Washington’s general scheme to link Yemen and Somalia operates on three levels: both are plotting attacks on the U.S. mainland, AQAP has link to al-Shabab through al-Awlaki, and a future Yemen could undergo “Somaliization.”

The first two claims are true to varying degrees. While al-Qaeda and al-Shabab officials have issued threats against the U.S. homeland, neither has produced a serious attempt to strike. al-Shabab remains a nationalist movement, relatively speaking, and faces internal resistance against turning transnational. al-Qaeda’s local leadership has been left to multiply al-Shabab’s force and concentrate on regional plots. AQAP and Somalia’s AQ cell have also voiced ideological and material support for one another, but these groups mostly operate independently of each other. The third claim undermines the first two through sheer falsity; the threat of al-Qaeda and civil war has been exploited to obstruct Yemen’s revolution.

Given the clandestine mechanisms at work, China itself is being overlooked through no coincidence. The U.S.-Chinese hegemony war isn’t strictly long-term in distance or time; Beijing is laying trade inroads with the Gulf Cooperation Council (GCC). Having bid its time in Yemen, China has protected Saleh from the threat of revolution by obstructing UN motions and backing the GCC’s biased power transfer, moves that fit into Libya and Syria’s wider pattern. The battle for Yemen's geopolitical value is very real and immediate.
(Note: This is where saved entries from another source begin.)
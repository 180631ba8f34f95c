//! Process-wide configuration of the fast random source.
//!
//! The configuration is installed at most once. Reading it before an
//! explicit install locks in the default (entropy-seeded) configuration.

use std::sync::OnceLock;

use log::{debug, warn};

use crate::error::{NumericError, Result};

/// Global configuration for the per-thread random generators
static GLOBAL_CONFIG: OnceLock<RandomConfig> = OnceLock::new();

/// Configuration for the per-thread random generators
#[derive(Debug, Clone, Default, PartialEq, Eq)]
#[cfg_attr(feature = "serde", derive(serde::Serialize, serde::Deserialize))]
pub struct RandomConfig {
    /// Base seed for deterministic generators.
    ///
    /// When set, each thread seeds its generator from this value and the
    /// order in which the thread first drew a number. When `None`, threads
    /// seed from OS entropy.
    pub seed: Option<u64>,
}

impl RandomConfig {
    /// Create a builder starting from the default configuration
    pub fn builder() -> RandomConfigBuilder {
        RandomConfigBuilder::new()
    }
}

/// Builder for customizing the random configuration
#[derive(Debug, Default)]
pub struct RandomConfigBuilder {
    config: RandomConfig,
}

impl RandomConfigBuilder {
    /// Create a new builder with default values
    pub fn new() -> Self {
        Self {
            config: RandomConfig::default(),
        }
    }

    /// Seed every thread generator deterministically
    pub fn seed(mut self, seed: u64) -> Self {
        self.config.seed = Some(seed);
        self
    }

    /// Build the configuration
    pub fn build(self) -> RandomConfig {
        self.config
    }
}

/// Get the global random configuration
pub fn random_config() -> &'static RandomConfig {
    GLOBAL_CONFIG.get_or_init(RandomConfig::default)
}

/// Set the global random configuration.
///
/// Fails if a configuration was already installed or read.
pub fn set_random_config(config: RandomConfig) -> Result<()> {
    match GLOBAL_CONFIG.set(config) {
        Ok(()) => {
            debug!("Installed random configuration {:?}", random_config());
            Ok(())
        }
        Err(rejected) => {
            warn!(
                "Ignoring random configuration {rejected:?}, {:?} is already installed",
                random_config()
            );
            Err(NumericError::AlreadyConfigured)
        }
    }
}
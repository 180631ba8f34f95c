//! Error types for the fallible numeric helpers.
//!
//! The infallible functions of this crate never fail; they return defined
//! fallback values instead. The `try_*` variants report the same edge cases
//! through [`NumericError`].

use thiserror::Error;

/// Errors reported by the fallible numeric helpers.
#[derive(Debug, Clone, PartialEq, Eq, Error)]
pub enum NumericError {
    /// The operation needs at least one input value.
    ///
    /// Returned by the `try_mean` family for empty slices, where the plain
    /// variants fall back to zero.
    #[error("Operation requires at least one input value")]
    EmptyInput,

    /// The result is not representable in the requested numeric type.
    #[error("Result of {operation}({value}) overflows the target type")]
    Overflow {
        /// Name of the operation that overflowed
        operation: &'static str,
        /// Input value, formatted for display
        value: String,
    },

    /// The global configuration was already installed.
    ///
    /// The configuration is write-once; it is installed either explicitly or
    /// implicitly on first use.
    #[error("Global configuration has already been set")]
    AlreadyConfigured,
}

impl NumericError {
    /// Create an Overflow error for the given operation and input.
    pub fn overflow<V: std::fmt::Display>(operation: &'static str, value: V) -> Self {
        Self::Overflow {
            operation,
            value: value.to_string(),
        }
    }
}

/// Result type alias for the fallible numeric helpers.
pub type Result<T> = std::result::Result<T, NumericError>;

#[cfg(test)]
mod tests {
    use super::*;

    #[test]
    fn test_error_display() {
        assert_eq!(
            NumericError::EmptyInput.to_string(),
            "Operation requires at least one input value"
        );

        let err = NumericError::overflow("next_power_of_2", 100i8);
        assert_eq!(
            err.to_string(),
            "Result of next_power_of_2(100) overflows the target type"
        );

        assert_eq!(
            NumericError::AlreadyConfigured.to_string(),
            "Global configuration has already been set"
        );
    }

    #[test]
    fn test_overflow_fields() {
        match NumericError::overflow("closest_power_of_2", 250u8) {
            NumericError::Overflow { operation, value } => {
                assert_eq!(operation, "closest_power_of_2");
                assert_eq!(value, "250");
            }
            other => panic!("unexpected error: {other:?}"),
        }
    }
}
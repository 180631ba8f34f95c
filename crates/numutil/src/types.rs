//! Numeric type constraints.
//!
//! This module provides the traits that bound the generic functions of the
//! crate. All of them are blanket-implemented on top of `num-traits`, so every
//! primitive integer and floating-point type satisfies the constraints that
//! make sense for it without any opt-in.
//!
//! The one exception is [`Accumulate`], which is implemented per primitive
//! because integers and floats overflow differently.

use num_traits::{Bounded, Float, Num, NumCast, PrimInt, Signed, ToPrimitive};
use std::fmt::{Debug, Display};

/// Any primitive integer or floating-point number.
///
/// This trait combines the numeric traits required by the helpers in this
/// crate: ordering, arithmetic, and lossy/checked conversion through `f64`.
pub trait Numeric:
    Accumulate
    + Num
    + NumCast
    + ToPrimitive
    + Bounded
    + PartialOrd
    + Display
    + Debug
    + Default
    + Copy
    + Send
    + Sync
    + 'static
{
    /// Convert to f64, rounding to the nearest representable value.
    ///
    /// Every primitive is convertible; `NaN` is only returned for types
    /// whose conversion reports failure.
    fn as_f64(self) -> f64 {
        num_traits::cast(self).unwrap_or(f64::NAN)
    }

    /// Try to convert from f64.
    ///
    /// Returns `None` if `v` is out of range for `Self` (or `NaN` for an
    /// integer type). Fractional parts are truncated toward zero.
    fn try_from_f64(v: f64) -> Option<Self> {
        <Self as NumCast>::from(v)
    }

    /// Try to convert from usize (for element counts).
    fn try_from_usize(v: usize) -> Option<Self> {
        <Self as NumCast>::from(v)
    }
}

impl<T> Numeric for T where
    T: Accumulate
        + Num
        + NumCast
        + ToPrimitive
        + Bounded
        + PartialOrd
        + Display
        + Debug
        + Default
        + Copy
        + Send
        + Sync
        + 'static
{
}

/// Addition used for running totals.
///
/// Integers wrap around on overflow (two's complement); floats add
/// normally and saturate to infinity.
pub trait Accumulate: Copy {
    /// Adds `rhs` to `self` under the type's accumulation rule.
    fn accumulate(self, rhs: Self) -> Self;
}

macro_rules! impl_accumulate_wrapping {
    ($($t:ty),*) => {
        $(
            impl Accumulate for $t {
                #[inline]
                fn accumulate(self, rhs: Self) -> Self {
                    self.wrapping_add(rhs)
                }
            }
        )*
    };
}

macro_rules! impl_accumulate_float {
    ($($t:ty),*) => {
        $(
            impl Accumulate for $t {
                #[inline]
                fn accumulate(self, rhs: Self) -> Self {
                    self + rhs
                }
            }
        )*
    };
}

impl_accumulate_wrapping!(i8, i16, i32, i64, i128, isize, u8, u16, u32, u64, u128, usize);
impl_accumulate_float!(f32, f64);

/// A numeric type supporting negative values (signed integers and floats).
pub trait SignedNumeric: Numeric + Signed {}

impl<T> SignedNumeric for T where T: Numeric + Signed {}

/// A primitive integer type.
pub trait Integer: Numeric + PrimInt {}

impl<T> Integer for T where T: Numeric + PrimInt {}

/// A primitive floating-point type (f32 or f64).
pub trait Real: Numeric + Float {}

impl<T> Real for T where T: Numeric + Float {}
//! Clamping to inclusive bounds.

use crate::types::Numeric;

/// Clamps `x` to `[lo, hi]` (inclusive).
///
/// The bounds are not validated. If `lo > hi` the upper bound is tested
/// first, so values above `hi` map to `hi` and values below `lo` map to `lo`.
///
/// # Examples
/// ```
/// use numutil::clamp;
/// assert_eq!(clamp(15, 1, 10), 10);
/// assert_eq!(clamp(-1, 1, 10), 1);
/// assert_eq!(clamp(1.5, 1.0, 2.0), 1.5);
/// ```
#[inline]
pub fn clamp<T: Numeric>(x: T, lo: T, hi: T) -> T {
    if x > hi {
        hi
    } else if x < lo {
        lo
    } else {
        x
    }
}

/// Clamps `x` so that it is at least `lo`.
#[inline]
pub fn clamp_min<T: Numeric>(x: T, lo: T) -> T {
    if x < lo {
        lo
    } else {
        x
    }
}

/// Clamps `x` so that it is at most `hi`.
#[inline]
pub fn clamp_max<T: Numeric>(x: T, hi: T) -> T {
    if x > hi {
        hi
    } else {
        x
    }
}

#[cfg(test)]
mod tests {
    use super::*;

    #[test]
    fn test_clamp() {
        assert_eq!(clamp(5, 1, 10), 5);
        assert_eq!(clamp(15, 1, 10), 10);
        assert_eq!(clamp(-1, 1, 10), 1);
        assert_eq!(clamp(1.5, 1.0, 2.0), 1.5);
        assert_eq!(clamp(1u8, 1, 10), 1);
        assert_eq!(clamp(10u8, 1, 10), 10);
    }

    #[test]
    fn test_clamp_inverted_bounds() {
        // The upper bound is tested first.
        assert_eq!(clamp(20, 10, 1), 1);
        assert_eq!(clamp(0, 10, 1), 10);
        assert_eq!(clamp(5, 10, 1), 1);
    }

    #[test]
    fn test_one_sided() {
        assert_eq!(clamp_min(-5, 0), 0);
        assert_eq!(clamp_min(5, 0), 5);
        assert_eq!(clamp_max(50, 10), 10);
        assert_eq!(clamp_max(5, 10), 5);
        assert_eq!(clamp_max(-0.5f32, 0.0), -0.5);
    }
}
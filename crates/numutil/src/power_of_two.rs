//! Rounding to powers of two.
//!
//! Both roundings start from `2^ceil(log2(x))` computed in `f64`. The
//! candidate is checked against `x` in the input type and doubled when
//! `f64` rounding left it below `x`, so wide integers such as `2^62 + 1`
//! still round up to the next power. The nearest-power comparison runs in
//! the input type whenever both bracketing powers are representable.
//!
//! The infallible forms return zero when the result does not fit in the
//! input type, the same value `u32::next_power_of_two` wraps to in release
//! builds. The `try_*` forms report [`NumericError::Overflow`] instead.

use log::trace;

use crate::error::{NumericError, Result};
use crate::types::Numeric;

/// Smallest power of two `>= x` as an `f64`, for `x > 1`.
///
/// Near `2^k` the `f64` image of `2^k + 1` (or its `log2`) collapses onto
/// `k`, so a candidate that lands below `x` is doubled.
fn ceil_power_of_2<T: Numeric>(x: T) -> f64 {
    let candidate = x.as_f64().log2().ceil().exp2();
    match T::try_from_f64(candidate) {
        Some(power) if power < x => candidate * 2.0,
        _ => candidate,
    }
}

/// Returns the smallest power of two greater than or equal to `x`.
///
/// Values `<= 1` (including zero and negatives) map to 1. Overflow yields
/// `T::zero()`.
///
/// # Examples
/// ```
/// use numutil::next_power_of_2;
/// assert_eq!(next_power_of_2(9u32), 16);
/// assert_eq!(next_power_of_2(8u32), 8);
/// assert_eq!(next_power_of_2(0i64), 1);
/// assert_eq!(next_power_of_2(2.5f64), 4.0);
/// ```
pub fn next_power_of_2<T: Numeric>(x: T) -> T {
    try_next_power_of_2(x).unwrap_or_else(|err| {
        trace!("{err}, falling back to zero");
        T::zero()
    })
}

/// Returns the smallest power of two greater than or equal to `x`, or an
/// error if it is not representable in `T`.
pub fn try_next_power_of_2<T: Numeric>(x: T) -> Result<T> {
    if x <= T::one() {
        return Ok(T::one());
    }

    T::try_from_f64(ceil_power_of_2(x))
        .ok_or_else(|| NumericError::overflow("next_power_of_2", x))
}

/// Returns the power of two nearest to `x`.
///
/// With `hi = next_power_of_2(x)` and `lo = hi / 2`, `lo` is chosen only
/// when it is strictly closer; equal distances resolve to `hi`. Values
/// `<= 1` map to 1 and overflow yields `T::zero()`.
///
/// # Examples
/// ```
/// use numutil::closest_power_of_2;
/// assert_eq!(closest_power_of_2(5u32), 4);
/// assert_eq!(closest_power_of_2(6u32), 8);
/// assert_eq!(closest_power_of_2(24i32), 32);
/// ```
pub fn closest_power_of_2<T: Numeric>(x: T) -> T {
    try_closest_power_of_2(x).unwrap_or_else(|err| {
        trace!("{err}, falling back to zero");
        T::zero()
    })
}

/// Returns the power of two nearest to `x`, or an error if it is not
/// representable in `T`.
pub fn try_closest_power_of_2<T: Numeric>(x: T) -> Result<T> {
    if x <= T::one() {
        return Ok(T::one());
    }

    let hi = ceil_power_of_2(x);
    let lo = hi / 2.0;
    if let (Some(hi), Some(lo)) = (T::try_from_f64(hi), T::try_from_f64(lo)) {
        return Ok(if hi - x > x - lo { lo } else { hi });
    }

    // `hi` overflows `T`; decide in f64 and let the conversion report it.
    let value = x.as_f64();
    let nearest = if hi - value > value - lo { lo } else { hi };
    T::try_from_f64(nearest).ok_or_else(|| NumericError::overflow("closest_power_of_2", x))
}

#[cfg(test)]
mod tests {
    use super::*;
    use test_log::test;

    #[test]
    fn test_next_power_of_2_table() {
        let cases = [(0, 1), (1, 1), (2, 2), (3, 4), (8, 8), (9, 16), (17, 32), (32, 32)];
        for (give, want) in cases {
            assert_eq!(next_power_of_2(give), want, "next_power_of_2({give})");
        }
    }

    #[test]
    fn test_closest_power_of_2_table() {
        let cases = [(0, 1), (1, 1), (3, 4), (5, 4), (6, 8), (11, 8), (12, 16), (23, 16), (24, 32)];
        for (give, want) in cases {
            assert_eq!(closest_power_of_2(give), want, "closest_power_of_2({give})");
        }
    }

    #[test]
    fn test_negative_inputs_map_to_one() {
        assert_eq!(next_power_of_2(-20i32), 1);
        assert_eq!(closest_power_of_2(-0.5f64), 1.0);
    }

    #[test]
    fn test_fractional_inputs() {
        assert_eq!(next_power_of_2(2.5f64), 4.0);
        assert_eq!(closest_power_of_2(2.5f64), 2.0);
        assert_eq!(closest_power_of_2(1.2f32), 1.0);
    }

    #[test]
    fn test_overflow() {
        assert_eq!(next_power_of_2(100i8), 0);
        assert_eq!(next_power_of_2(64i8), 64);
        assert_eq!(closest_power_of_2(200u8), 0);
        assert_eq!(closest_power_of_2(150u8), 128);
        assert_eq!(next_power_of_2(u64::MAX), 0);

        assert_eq!(
            try_next_power_of_2(100i8),
            Err(NumericError::overflow("next_power_of_2", 100i8))
        );
        assert_eq!(
            try_closest_power_of_2(200u8),
            Err(NumericError::overflow("closest_power_of_2", 200u8))
        );
    }

    #[test]
    fn test_large_exact_powers() {
        assert_eq!(next_power_of_2(1u64 << 40), 1u64 << 40);
        assert_eq!(next_power_of_2((1u64 << 40) + 1), 1u64 << 41);
        assert_eq!(closest_power_of_2(1u64 << 63), 1u64 << 63);
    }

    #[test]
    fn test_wide_integers_just_above_a_power() {
        for k in 45..63 {
            let x = (1u64 << k) + 1;
            assert_eq!(next_power_of_2(x), 1u64 << (k + 1), "next_power_of_2(2^{k} + 1)");
            assert_eq!(closest_power_of_2(x), 1u64 << k, "closest_power_of_2(2^{k} + 1)");

            let upper = 1u64 << (k + 1);
            assert_eq!(next_power_of_2(upper - 1), upper, "next_power_of_2({upper} - 1)");
            assert_eq!(closest_power_of_2(upper - 1), upper, "closest_power_of_2({upper} - 1)");
        }
        assert_eq!(next_power_of_2((1i64 << 61) + 1), 1i64 << 62);
        assert_eq!(next_power_of_2((1i64 << 62) + 1), 0);
        assert_eq!(closest_power_of_2((1i64 << 62) + 1), 1i64 << 62);
        assert_eq!(next_power_of_2((1u64 << 63) + 1), 0);
        assert_eq!(closest_power_of_2((1u64 << 63) + 1), 1u64 << 63);
    }
}
//! Stress classification over BPM and HRV.

use core::fmt;

use serde::Serialize;

use crate::hrv::HrvMetrics;

#[derive(Clone, Copy, Debug, Default, PartialEq, Eq, Serialize)]
pub enum StressLevel {
    #[default]
    None,
    Low,
    Moderate,
    High,
    VeryHigh,
}

impl StressLevel {
    /// Label used on the display and in telemetry records.
    pub fn name(self) -> &'static str {
        match self {
            StressLevel::None => "None",
            StressLevel::Low => "Low",
            StressLevel::Moderate => "Moderate",
            StressLevel::High => "High",
            StressLevel::VeryHigh => "Very High",
        }
    }
}

impl fmt::Display for StressLevel {
    fn fmt(&self, f: &mut fmt::Formatter<'_>) -> fmt::Result {
        f.write_str(self.name())
    }
}

/// Acceptable range for one metric within a rule.
#[derive(Clone, Copy, Debug)]
enum Band {
    Below(f32),
    Within(f32, f32),
    Above(f32),
}

impl Band {
    fn contains(self, v: f32) -> bool {
        match self {
            Band::Below(hi) => v < hi,
            Band::Within(lo, hi) => lo <= v && v <= hi,
            Band::Above(lo) => v > lo,
        }
    }
}

struct Rule {
    level: StressLevel,
    bpm_above: u32,
    sdnn: Band,
    rmssd: Band,
}

impl Rule {
    fn matches(&self, bpm: u32, hrv: &HrvMetrics) -> bool {
        bpm > self.bpm_above && self.sdnn.contains(hrv.sdnn) && self.rmssd.contains(hrv.rmssd as f32)
    }
}

/// Checked top to bottom, first match wins.
const RULES: [Rule; 3] = [
    Rule {
        level: StressLevel::VeryHigh,
        bpm_above: 90,
        sdnn: Band::Below(50.0),
        rmssd: Band::Below(30.0),
    },
    Rule {
        level: StressLevel::High,
        bpm_above: 80,
        sdnn: Band::Within(50.0, 100.0),
        rmssd: Band::Within(30.0, 70.0),
    },
    Rule {
        level: StressLevel::Moderate,
        bpm_above: 70,
        sdnn: Band::Above(100.0),
        rmssd: Band::Above(70.0),
    },
];

pub fn classify(bpm: u32, hrv: &HrvMetrics) -> StressLevel {
    if bpm == 0 {
        return StressLevel::None;
    }

    RULES
        .iter()
        .find(|rule| rule.matches(bpm, hrv))
        .map_or(StressLevel::Low, |rule| rule.level)
}
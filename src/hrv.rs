//! NN interval history and the SDNN/RMSSD statistics computed over it.

use crate::circ::Circ;
use crate::config::INTERVAL_HISTORY_LEN;

/// RMSSD is kept to three digits.
const RMSSD_MODULUS: u32 = 1000;

/// Ring of NN intervals in milliseconds.
///
/// Statistics only cover slots `0..count()`. `count` advances with every
/// interval and drops back to zero whenever the ring wraps, so it always
/// equals the write index: after a wrap older intervals fall out of the
/// statistics even though they are still stored.
pub struct IntervalHistory {
    intervals: Circ<u32, INTERVAL_HISTORY_LEN>,
    count: usize,
}

impl IntervalHistory {
    pub fn new() -> Self {
        IntervalHistory {
            intervals: Circ::new(0),
            count: 0,
        }
    }

    pub fn record(&mut self, nn_ms: u32) {
        self.intervals.push(nn_ms);
        self.count += 1;
        if self.count >= INTERVAL_HISTORY_LEN {
            self.count = 0;
        }
    }

    /// Number of intervals the statistics run over.
    pub fn count(&self) -> usize {
        self.count
    }

    /// Intervals recorded since power-up.
    pub fn total_recorded(&self) -> u32 {
        self.intervals.written()
    }

    /// The slice statistics are computed over.
    pub fn window(&self) -> &[u32] {
        &self.intervals.as_slice()[..self.count]
    }
}

impl Default for IntervalHistory {
    fn default() -> Self {
        Self::new()
    }
}

#[derive(Clone, Copy, Debug, Default, PartialEq)]
pub struct HrvMetrics {
    /// Sample standard deviation of the NN intervals, ms.
    pub sdnn: f32,
    /// Root mean square of successive differences, truncated and reduced mod 1000.
    pub rmssd: u16,
}

/// SDNN and RMSSD over [`IntervalHistory::window`].
///
/// Both are zero until at least two intervals have been recorded, and again
/// right after a wrap while fewer than two intervals sit below the write index.
pub fn compute_hrv(history: &IntervalHistory) -> HrvMetrics {
    if history.total_recorded() < 2 {
        return HrvMetrics::default();
    }

    let window = history.window();
    if window.len() < 2 {
        log::debug!("HRV window holds {} interval(s) after wrap", window.len());
        return HrvMetrics::default();
    }

    let n = window.len() as f32;
    let mean = window.iter().map(|&x| x as f32).sum::<f32>() / n;

    let sq_dev: f32 = window
        .iter()
        .map(|&x| {
            let d = x as f32 - mean;
            d * d
        })
        .sum();
    let sdnn = (sq_dev / (n - 1.0)).sqrt();

    let sq_succ: f32 = window
        .windows(2)
        .map(|w| {
            let d = w[1] as f32 - w[0] as f32;
            d * d
        })
        .sum();
    let rmssd = (sq_succ / (n - 1.0)).sqrt() as u32 % RMSSD_MODULUS;

    HrvMetrics {
        sdnn,
        rmssd: rmssd as u16,
    }
}

#[cfg(test)]
mod tests {
    use super::*;

    fn history_of(intervals: &[u32]) -> IntervalHistory {
        let mut h = IntervalHistory::new();
        for &nn in intervals {
            h.record(nn);
        }
        h
    }

    #[test]
    fn too_few_intervals() {
        assert_eq!(compute_hrv(&history_of(&[])), HrvMetrics::default());
        assert_eq!(compute_hrv(&history_of(&[812])), HrvMetrics::default());
    }

    #[test]
    fn steady_rhythm_has_no_variability() {
        let m = compute_hrv(&history_of(&[800, 800, 800]));
        assert_eq!(m.sdnn, 0.0);
        assert_eq!(m.rmssd, 0);
    }

    #[test]
    fn two_intervals() {
        let m = compute_hrv(&history_of(&[700, 900]));
        assert!((m.sdnn - 141.421_36).abs() < 0.01);
        assert_eq!(m.rmssd, 200);
    }

    #[test]
    fn rmssd_wraps_at_thousand() {
        // successive difference 1500 -> rmssd 1500 -> 500
        let m = compute_hrv(&history_of(&[1000, 2500]));
        assert_eq!(m.rmssd, 500);
    }

    #[test]
    fn rmssd_is_truncated() {
        // diffs 100, 101 -> sqrt((10000 + 10201) / 2) = 100.50..
        let m = compute_hrv(&history_of(&[700, 800, 901]));
        assert_eq!(m.rmssd, 100);
    }

    #[test]
    fn wrap_narrows_statistics() {
        let mut h = IntervalHistory::new();
        for _ in 0..128 {
            h.record(800);
        }
        h.record(700);
        h.record(900);

        assert_eq!(h.total_recorded(), 130);
        assert_eq!(h.count(), 2);
        assert_eq!(h.window(), &[700, 900]);

        // Only beats 129 and 130 are seen, the 126 steady ones are ignored.
        let m = compute_hrv(&h);
        assert!((m.sdnn - 141.421_36).abs() < 0.01);
        assert_eq!(m.rmssd, 200);
    }

    #[test]
    fn count_follows_write_index_across_wrap() {
        let mut h = IntervalHistory::new();
        for i in 0..300u32 {
            h.record(600 + i);
            assert_eq!(h.count(), h.intervals.write_index());
            assert_eq!(h.count(), (i as usize + 1) % INTERVAL_HISTORY_LEN);
        }

        assert_eq!(h.total_recorded(), 300);
        // 300 = 2 * 128 + 44
        assert_eq!(h.window().len(), 44);
        assert_eq!(h.window()[0], 600 + 256);
    }

    #[test]
    fn single_interval_after_wrap() {
        let mut h = IntervalHistory::new();
        for i in 0..129 {
            h.record(700 + i);
        }

        assert_eq!(h.count(), 1);
        assert_eq!(compute_hrv(&h), HrvMetrics::default());
    }
}
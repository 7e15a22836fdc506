fn main() {
    // Only the firmware build needs the ESP-IDF environment exported.
    if std::env::var("CARGO_CFG_TARGET_OS").as_deref() == Ok("espidf") {
        embuild::espidf::sysenv::output();
    }
}
//! Periodic `"<bpm>,<stress>"` records over a serial line

use core::fmt::Write as _;
use std::io::Write;

use anyhow::anyhow;

use crate::stress::StressLevel;

pub type Record = heapless::String<32>;

pub fn format_record(bpm: u32, stress: StressLevel) -> anyhow::Result<Record> {
    let mut record = Record::new();
    write!(record, "{},{}", bpm, stress.name()).map_err(|_| anyhow!("Telemetry record overflow"))?;
    Ok(record)
}

/// Fire-and-forget telemetry: no acknowledgement, no retry.
pub struct TelemetryLink<W> {
    out: W,
    interval_ms: u64,
    last_sent_ms: u64,
}

impl<W: Write> TelemetryLink<W> {
    pub fn new(out: W, interval_ms: u64) -> Self {
        TelemetryLink {
            out,
            interval_ms,
            last_sent_ms: 0,
        }
    }

    /// Emit a record if the interval has elapsed. Returns whether one was sent.
    pub fn poll(&mut self, now_ms: u64, bpm: u32, stress: StressLevel) -> anyhow::Result<bool> {
        if now_ms.saturating_sub(self.last_sent_ms) < self.interval_ms {
            return Ok(false);
        }
        self.last_sent_ms = now_ms;

        let record = format_record(bpm, stress)?;
        writeln!(self.out, "{}", record)?;
        self.out.flush()?;
        Ok(true)
    }

    pub fn get_ref(&self) -> &W {
        &self.out
    }
}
Although America hasn’t learned many lessons from Yemen and Somalia’s local conflicts, al-Qaeda’s presence is being exploited to further U.S. counter-maneuvers against China. In both Yemen and Somalia’s case, U.S. Special Forces and drones will fail to accomplish the local goals of defeating al-Qaeda and stabilizing the host nation. These tactics will only produce lasting results within a full-spectrum political strategy that, so far, has failed to materialize. Instability on land will generate spillover in the form of piracy, necessitating naval operations that fail to stabilize the conflicts. They will, on the other hand, militarize Africa’s Horn over the next decade and possibly over the next century.

Joseph Stalin once remarked that nuclear weapons “are meant to frighten those with weak nerves,” and the same can be said of al-Qaeda. As the Obama administration's response to Yemen’s revolution conclusively demonstrates, Washington’s public fear of domestic terrorism doesn’t match its private willingness to exploit it internationally.